Sara bit her tongue. The ring had not been cheap.
“Necklaces and bracelets and—what do you call that ugly thing Amanda wears on her jackets?”
“A brooch.”
“A brooch,” he said. “The necklaces were so old that the strings disintegrated. All of the silver bracelets had turned black. There were at least twenty of them. I guess she stacked them all together. What are those silver bracelets called?”
“Bangles.”
“Bangles.” He finally looked up from the ring. He rested his hand along the back of the couch. His fingers played with the ends of her hair. “What’s the kind of necklace that’s tight, like a dog collar?”
“A choker,” she said. “Do you want me to pull up some photos on my laptop?”
He gently tugged at her hair. She realized he was teasing her.
He said, “You’re so beautiful.”
Her heart skipped. There was a dreaminess to his smile. Sara had been swept off her feet before, but Will was the only man she had ever met who could make her weak in the knees.
He said, “Your eyes are such a specific color of green, almost like they’re not real.”
Will stroked her hair behind her ear. She tried not to purr like a cat.

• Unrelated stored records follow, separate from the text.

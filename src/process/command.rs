//! Command descriptions and command-line parsing.

use std::path::{Path, PathBuf};
use std::process::Stdio;

use tokio::process::Command;

use super::ProcessError;

/// Immutable description of one process invocation.
#[derive(Debug, Clone, PartialEq, Eq)]
pub struct CommandSpec {
    program: String,
    args: Vec<String>,
    working_dir: PathBuf,
    env: Vec<(String, String)>,
}

impl CommandSpec {
    pub fn new(program: impl Into<String>, working_dir: impl Into<PathBuf>) -> Self {
        Self {
            program: program.into(),
            args: Vec::new(),
            working_dir: working_dir.into(),
            env: Vec::new(),
        }
    }

    #[must_use]
    pub fn arg(mut self, arg: impl Into<String>) -> Self {
        self.args.push(arg.into());
        self
    }

    #[must_use]
    pub fn args<I, S>(mut self, args: I) -> Self
    where
        I: IntoIterator<Item = S>,
        S: Into<String>,
    {
        self.args.extend(args.into_iter().map(Into::into));
        self
    }

    /// Overlay one variable on the inherited environment.
    #[must_use]
    pub fn env(mut self, key: impl Into<String>, value: impl Into<String>) -> Self {
        self.env.push((key.into(), value.into()));
        self
    }

    #[must_use]
    pub fn envs<I>(mut self, vars: I) -> Self
    where
        I: IntoIterator<Item = (String, String)>,
    {
        self.env.extend(vars);
        self
    }

    pub fn program(&self) -> &str {
        &self.program
    }

    pub fn arguments(&self) -> &[String] {
        &self.args
    }

    pub fn working_dir(&self) -> &Path {
        &self.working_dir
    }

    pub fn env_overlay(&self) -> &[(String, String)] {
        &self.env
    }

    /// Shell-quoted rendering for logs and listings.
    pub fn display(&self) -> String {
        let words =
            std::iter::once(self.program.as_str()).chain(self.args.iter().map(String::as_str));
        shlex::try_join(words).unwrap_or_else(|_| {
            let mut rendered = self.program.clone();
            for arg in &self.args {
                rendered.push(' ');
                rendered.push_str(arg);
            }
            rendered
        })
    }

    /// Build a Tokio command with stdin closed and both output streams piped.
    ///
    /// On Unix the child leads its own process group so timeouts and kills
    /// reach any grandchildren as well.
    pub(crate) fn to_command(&self) -> Command {
        let mut cmd = Command::new(&self.program);
        cmd.args(&self.args)
            .current_dir(&self.working_dir)
            .stdin(Stdio::null())
            .stdout(Stdio::piped())
            .stderr(Stdio::piped());

        for (key, value) in &self.env {
            cmd.env(key, value);
        }

        #[cfg(unix)]
        cmd.process_group(0);

        cmd
    }
}

/// Split a single argument string into words.
///
/// Single and double quotes group words, backslash escapes the next
/// character, and unescaped whitespace is the only separator. Empty quoted
/// strings survive as empty arguments.
pub fn split_command_line(line: &str) -> Result<Vec<String>, ProcessError> {
    shlex::split(line).ok_or_else(|| {
        ProcessError::InvalidCommandLine(format!("unbalanced quotes or trailing escape in `{line}`"))
    })
}

/// Parse `KEY=VALUE` entries into an environment overlay.
pub fn parse_env(items: &[String]) -> Result<Vec<(String, String)>, ProcessError> {
    let mut env = Vec::with_capacity(items.len());
    for item in items {
        match item.split_once('=') {
            Some((key, value)) if !key.is_empty() => {
                env.push((key.to_string(), value.to_string()));
            }
            _ => return Err(ProcessError::InvalidEnv(item.clone())),
        }
    }
    Ok(env)
}
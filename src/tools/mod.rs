//! Tool adapters and re-exports.

// === Modules ===

pub mod mcp;
mod output;
pub mod process;
pub mod registry;
pub mod spec;

// === Re-exports ===

pub use spec::{ToolCapability, ToolContext, ToolError, ToolResult, ToolSpec};

pub use registry::{ToolRegistry, ToolRegistryBuilder};

pub use mcp::McpTool;
pub use process::{ProcessTool, ProcessToolConfig, ProcessToolKind};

“When I met you, I kept thinking I’d seen that color somewhere before. It drove me crazy trying to remember where.” His hand fell away, resting on the back of the couch again. “I’ve been looking at rings for months. Princess cuts and marquis and cushion, and then I went through this whole panic where I thought I had to spend eighty grand.”
“Will, you don’t—”
He reached into his pocket. He pulled out a small, silver ring. It was cheap costume jewelry. The metal was dented. The green stone was scratched down the side.
The color was almost identical to her eyes.
He said, “This was my mother’s.”
Sara’s hands had gone to her mouth. He had kept the ring in his pocket. He had been waiting for the right time.
He asked, “So?”
“Yes, my love. I would be delighted to marry you.”
Sara didn’t need to hear the question.
She was not going to screw it up this time.